(Collected data)
//! Business assistant endpoints against a fake upstream.

use leafspring_crm_integration_tests::{TestContext, UpstreamReply};
use reqwest::{Method, StatusCode};
use serde_json::json;

#[tokio::test]
async fn test_chat_grounds_question_in_crm_data() {
    let ctx = TestContext::start(vec![UpstreamReply::answer("Gulf Cargo is your only UAE account.")]).await;
    let token = ctx.admin_token().await;
    ctx.request(
        Method::POST,
        "/api/customers",
        Some(&token),
        Some(json!({ "name": "Omar Haddad", "company": "Gulf Cargo", "country": "UAE" })),
    )
    .await;

    let (status, body) = ctx
        .request(
            Method::POST,
            "/api/ai/chat",
            Some(&token),
            Some(json!({ "message": "Who do we sell to in the UAE?", "apiKey": "sk-live" })),
        )
        .await;

    assert_eq!(status, StatusCode::OK);
    assert_eq!(
        body,
        json!({ "success": true, "response": "Gulf Cargo is your only UAE account." })
    );

    let requests = ctx.upstream.requests();
    assert_eq!(requests.len(), 1);
    assert_eq!(requests[0].authorization.as_deref(), Some("Bearer sk-live"));
    let sent = &requests[0].body;
    assert_eq!(sent["model"], "moonshot-v1-32k");
    assert!(sent.get("tools").is_none());
    assert_eq!(sent["messages"][0]["role"], "system");
    let system = sent["messages"][0]["content"].as_str().expect("system prompt");
    assert!(system.contains("Omar Haddad"));
    assert_eq!(sent["messages"][1]["content"], "Who do we sell to in the UAE?");
}

#[tokio::test]
async fn test_research_runs_the_tool_round_trip() {
    let ctx = TestContext::start(vec![
        UpstreamReply::tool_call("call-1", "web_search", r#"{"search_result":"..."}"#),
        UpstreamReply::answer("Gulf Cargo runs 300 trucks."),
    ])
    .await;
    let token = ctx.admin_token().await;

    let (status, body) = ctx
        .request(
            Method::POST,
            "/api/ai/research-company",
            Some(&token),
            Some(json!({ "query": "Gulf Cargo LLC", "apiKey": "sk-live" })),
        )
        .await;

    assert_eq!(status, StatusCode::OK);
    assert_eq!(body["response"], "Gulf Cargo runs 300 trucks.");

    let requests = ctx.upstream.requests();
    assert_eq!(requests.len(), 2);
    assert_eq!(
        requests[0].body["tools"],
        json!([{ "type": "builtin_function", "function": { "name": "web_search" } }])
    );

    let follow_up = &requests[1].body;
    assert!(follow_up.get("tools").is_none());
    let messages = follow_up["messages"].as_array().expect("messages");
    assert_eq!(messages.len(), 4);
    assert_eq!(messages[2]["tool_calls"][0]["id"], "call-1");
    assert_eq!(
        messages[3],
        json!({
            "role": "tool",
            "tool_call_id": "call-1",
            "name": "web_search",
            "content": r#"{"search_result":"..."}"#
        })
    );
}

#[tokio::test]
async fn test_research_falls_back_to_plain_completion() {
    let ctx = TestContext::start(vec![
        UpstreamReply::error(400, "tools are not supported for this model"),
        UpstreamReply::answer("From general knowledge: a logistics firm."),
    ])
    .await;
    let token = ctx.admin_token().await;

    let (status, body) = ctx
        .request(
            Method::POST,
            "/api/ai/research-company",
            Some(&token),
            Some(json!({ "query": "Gulf Cargo LLC", "apiKey": "sk-live" })),
        )
        .await;

    assert_eq!(status, StatusCode::OK);
    assert_eq!(body["response"], "From general knowledge: a logistics firm.");
    let requests = ctx.upstream.requests();
    assert_eq!(requests.len(), 2);
    assert!(requests[1].body.get("tools").is_none());
    assert_eq!(requests[1].body["messages"], requests[0].body["messages"]);
}

#[tokio::test]
async fn test_research_double_failure_is_bad_gateway() {
    let ctx = TestContext::start(vec![
        UpstreamReply::error(503, "overloaded"),
        UpstreamReply::error(401, "Invalid Authentication"),
    ])
    .await;
    let token = ctx.admin_token().await;

    let (status, body) = ctx
        .request(
            Method::POST,
            "/api/ai/research-company",
            Some(&token),
            Some(json!({ "query": "Gulf Cargo LLC", "apiKey": "sk-wrong" })),
        )
        .await;

    assert_eq!(status, StatusCode::BAD_GATEWAY);
    assert_eq!(body["success"], false);
    let message = body["message"].as_str().expect("message");
    assert!(message.contains("Invalid Authentication"));
    assert!(!message.contains("overloaded"));
    assert!(!message.contains("sk-wrong"));
}

#[tokio::test]
async fn test_analyze_customer_scopes_prompt_to_one_customer() {
    let ctx = TestContext::start(vec![UpstreamReply::answer("High value, reorder soon.")]).await;
    let token = ctx.admin_token().await;
    let token = Some(token.as_str());

    let (_, body) = ctx
        .request(
            Method::POST,
            "/api/customers",
            token,
            Some(json!({ "name": "Ana Silva", "company": "Frota Sul" })),
        )
        .await;
    let ana = body["data"]["id"].as_str().expect("id").to_string();
    ctx.request(
        Method::POST,
        "/api/customers",
        token,
        Some(json!({ "name": "Bruno Costa" })),
    )
    .await;
    ctx.request(
        Method::POST,
        "/api/orders",
        token,
        Some(json!({ "customerId": ana, "productName": "Bus leaf spring", "quantity": 40 })),
    )
    .await;

    let (status, body) = ctx
        .request(
            Method::POST,
            &format!("/api/ai/analyze-customer/{ana}"),
            token,
            Some(json!({ "apiKey": "sk-live" })),
        )
        .await;

    assert_eq!(status, StatusCode::OK);
    assert_eq!(body["response"], "High value, reorder soon.");
    let requests = ctx.upstream.requests();
    let system = requests[0].body["messages"][0]["content"]
        .as_str()
        .expect("system prompt");
    assert!(system.contains("Ana Silva"));
    assert!(system.contains("Bus leaf spring"));
    assert!(!system.contains("Bruno Costa"));
}

#[tokio::test]
async fn test_rejected_requests_never_reach_upstream() {
    let ctx = TestContext::start(vec![UpstreamReply::answer("unused")]).await;
    let token = ctx.admin_token().await;

    let (status, body) = ctx
        .request(
            Method::POST,
            "/api/ai/research-company",
            Some(&token),
            Some(json!({ "query": "Gulf Cargo LLC" })),
        )
        .await;
    assert_eq!(status, StatusCode::BAD_REQUEST);
    assert_eq!(body["success"], false);

    let (status, _) = ctx
        .request(
            Method::POST,
            "/api/ai/analyze-customer/c-missing",
            Some(&token),
            Some(json!({ "apiKey": "sk-live" })),
        )
        .await;
    assert_eq!(status, StatusCode::NOT_FOUND);

    assert!(ctx.upstream.requests().is_empty());
}

#[tokio::test]
async fn test_chat_with_unreachable_upstream_is_bad_gateway() {
    let ctx = TestContext::start_unreachable().await;
    let token = ctx.admin_token().await;

    let (status, body) = ctx
        .request(
            Method::POST,
            "/api/ai/chat",
            Some(&token),
            Some(json!({ "message": "How many customers?", "apiKey": "sk-live" })),
        )
        .await;

    assert_eq!(status, StatusCode::BAD_GATEWAY);
    assert_eq!(
        body,
        json!({ "success": false, "message": "AI service unavailable" })
    );
}

#[tokio::test]
async fn test_research_with_unreachable_upstream_fails_after_fallback() {
    let ctx = TestContext::start_unreachable().await;
    let token = ctx.admin_token().await;

    let (status, body) = ctx
        .request(
            Method::POST,
            "/api/ai/research-company",
            Some(&token),
            Some(json!({ "query": "Gulf Cargo LLC", "apiKey": "sk-live" })),
        )
        .await;

    assert_eq!(status, StatusCode::BAD_GATEWAY);
    assert_eq!(body["success"], false);
    assert_eq!(body["message"], "AI analysis failed: AI service unavailable");
    assert!(!body.to_string().contains("127.0.0.1"));
}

• TASK DESCRIPTION: Search the records above for the string "High". Copy every line that contains it.

• PROBLEM SOLUTION:
    let ctx = TestContext::start(vec![UpstreamReply::answer("High value, reorder soon.")]).await;
    assert_eq!(body["response"], "High value, reorder soon.");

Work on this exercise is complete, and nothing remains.